> **INSTRUCTIONS TO FOLLOW**:
Go through the listing below and say how many lines contain "impl"; write nothing but the number.

> **MATERIALS PROVIDED**:
//! Error taxonomy surfaced by the orchestration engine.
//!
//! Gateway and ledger plumbing works in `anyhow::Result`; everything that
//! crosses the engine boundary is translated into one of these kinds, each
//! carrying a message suitable for display.

use serde::{Deserialize, Serialize};

#[derive(Debug, Clone, PartialEq, Eq, Serialize, Deserialize)]
#[serde(tag = "kind", content = "message", rename_all = "snake_case")]
pub enum EngineError {
    /// The evaluate call could not complete (no signer, transport failure,
    /// malformed target, timeout). Retryable from the same cursor.
    Evaluation(String),

    /// The submit call failed (signer declined, broadcast rejected, network
    /// failure, timeout). The cursor is not advanced.
    Submission(String),

    /// Invalid engine configuration or a refused reconfiguration.
    Configuration(String),
}

impl EngineError {
    pub(crate) fn evaluation(err: anyhow::Error) -> Self {
        Self::Evaluation(format!("{err:#}"))
    }

    pub(crate) fn submission(err: anyhow::Error) -> Self {
        Self::Submission(format!("{err:#}"))
    }

    pub(crate) fn configuration(message: impl Into<String>) -> Self {
        Self::Configuration(message.into())
    }

    pub fn kind(&self) -> &'static str {
        match self {
            Self::Evaluation(_) => "evaluation",
            Self::Submission(_) => "submission",
            Self::Configuration(_) => "configuration",
        }
    }

    pub fn message(&self) -> &str {
        match self {
            Self::Evaluation(message)
            | Self::Submission(message)
            | Self::Configuration(message) => message,
        }
    }

    /// Whether re-triggering the same unit is meaningful.
    pub fn is_retryable(&self) -> bool {
        !matches!(self, Self::Configuration(_))
    }
}

impl std::fmt::Display for EngineError {
    fn fmt(&self, f: &mut std::fmt::Formatter<'_>) -> std::fmt::Result {
        match self {
            Self::Evaluation(message) => write!(f, "EvaluationError: {}", message),
            Self::Submission(message) => write!(f, "SubmissionError: {}", message),
            Self::Configuration(message) => write!(f, "ConfigurationError: {}", message),
        }
    }
}

impl std::error::Error for EngineError {}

> **WRITTEN SOLUTION**:
4